Instructions to follow
In the records below, find each line with "Some" and copy it.

Given records
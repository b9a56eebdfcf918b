//! API route handlers for the gateway.

use std::sync::Arc;

use axum::{
    Json,
    body::Bytes,
    extract::{Path, State},
    http::StatusCode,
};
use chrono::{DateTime, Utc};
use dialdesk_core::DialDeskError;
use dialdesk_core::traits::FixedAnswer;

use crate::server::AppState;

type Reply = (StatusCode, Json<serde_json::Value>);

fn ok(body: serde_json::Value) -> Reply {
    (StatusCode::OK, Json(body))
}

fn fail(e: DialDeskError) -> Reply {
    let status = match &e {
        DialDeskError::NotFound(_) => StatusCode::NOT_FOUND,
        DialDeskError::Validation(_) => StatusCode::BAD_REQUEST,
        e if e.is_transient() => StatusCode::BAD_GATEWAY,
        _ => StatusCode::INTERNAL_SERVER_ERROR,
    };
    (status, Json(serde_json::json!({"ok": false, "error": e.to_string()})))
}

/// Health check endpoint.
pub async fn health_check() -> Json<serde_json::Value> {
    Json(serde_json::json!({
        "status": "ok",
        "service": "dialdesk-gateway",
        "version": env!("CARGO_PKG_VERSION"),
    }))
}

/// System information endpoint.
pub async fn system_info(State(state): State<Arc<AppState>>) -> Json<serde_json::Value> {
    let stats = state.engine.lead_refresh_stats();
    Json(serde_json::json!({
        "version": env!("CARGO_PKG_VERSION"),
        "uptime_secs": state.start_time.elapsed().as_secs(),
        "active": state.engine.is_active(),
        "notify_targets": state.notifications.target_names(),
        "lead_refresh": {
            "succeeded": stats.succeeded(),
            "retried": stats.retried(),
            "abandoned": stats.abandoned(),
        },
        "gateway": {
            "host": state.gateway_config.host,
            "port": state.gateway_config.port,
        }
    }))
}

/// Ordered worklist with priorities and countdowns.
pub async fn worklist(State(state): State<Arc<AppState>>) -> Json<serde_json::Value> {
    let entries = state.engine.snapshot().await;
    Json(serde_json::json!({
        "ok": true,
        "now": state.engine.now().to_rfc3339(),
        "count": entries.len(),
        "entries": entries,
    }))
}

/// Reminder history.
pub async fn notifications(State(state): State<Arc<AppState>>) -> Json<serde_json::Value> {
    let history: Vec<_> = state
        .notifications
        .history()
        .iter()
        .map(|n| {
            serde_json::json!({
                "title": n.title,
                "body": n.body,
                "source": n.source,
                "priority": format!("{:?}", n.priority).to_lowercase(),
                "fields": n.fields.iter().cloned().collect::<std::collections::HashMap<_, _>>(),
                "timestamp": n.timestamp.to_rfc3339(),
            })
        })
        .collect();
    Json(serde_json::json!({"ok": true, "notifications": history}))
}

/// User-initiated refresh: errors are reported.
pub async fn refresh(State(state): State<Arc<AppState>>) -> Reply {
    match state.engine.refresh_leads(false).await {
        Ok(count) => ok(serde_json::json!({"ok": true, "leads": count})),
        Err(e) => fail(e),
    }
}

pub async fn mark_connected(
    State(state): State<Arc<AppState>>,
    Path(id): Path<String>,
) -> Reply {
    match state.engine.mark_connected(&id).await {
        Ok(()) => ok(serde_json::json!({"ok": true, "lead_id": id, "status": "connected"})),
        Err(e) => fail(e),
    }
}

/// Body: `{"confirm": bool}`. Without a confirmation no follow-up is booked.
pub async fn mark_not_connected(
    State(state): State<Arc<AppState>>,
    Path(id): Path<String>,
    body: Bytes,
) -> Reply {
    let confirm = serde_json::from_slice::<serde_json::Value>(&body)
        .ok()
        .and_then(|b| b["confirm"].as_bool())
        .unwrap_or(false);
    match state
        .engine
        .mark_not_connected(&id, &FixedAnswer(confirm))
        .await
    {
        Ok(outcome) => ok(serde_json::json!({
            "ok": true,
            "lead_id": id,
            "result": outcome,
        })),
        Err(e) => fail(e),
    }
}

/// Body: `{"time": "<rfc3339>"}`.
pub async fn schedule_call(
    State(state): State<Arc<AppState>>,
    Path(id): Path<String>,
    Json(body): Json<serde_json::Value>,
) -> Reply {
    let time = match body["time"].as_str().filter(|s| !s.is_empty()) {
        None => None,
        Some(raw) => match DateTime::parse_from_rfc3339(raw) {
            Ok(t) => Some(t.with_timezone(&Utc)),
            Err(e) => {
                return fail(DialDeskError::Validation(format!("invalid time '{raw}': {e}")));
            }
        },
    };
    match state.engine.schedule_or_update(&id, time).await {
        Ok(call) => ok(serde_json::json!({"ok": true, "call": call})),
        Err(e) => fail(e),
    }
}

pub async fn complete_call(
    State(state): State<Arc<AppState>>,
    Path(id): Path<String>,
) -> Reply {
    match state.engine.complete_call(&id).await {
        Ok(lead) => ok(serde_json::json!({"ok": true, "lead": lead})),
        Err(e) => fail(e),
    }
}

pub async fn delete_call(
    State(state): State<Arc<AppState>>,
    Path(id): Path<String>,
) -> Reply {
    match state.engine.delete_scheduled_call(&id).await {
        Ok(call) => ok(serde_json::json!({"ok": true, "deleted": call.id})),
        Err(e) => fail(e),
    }
}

Response to this exercise
        Some(raw) => match DateTime::parse_from_rfc3339(raw) {
            Ok(t) => Some(t.with_timezone(&Utc)),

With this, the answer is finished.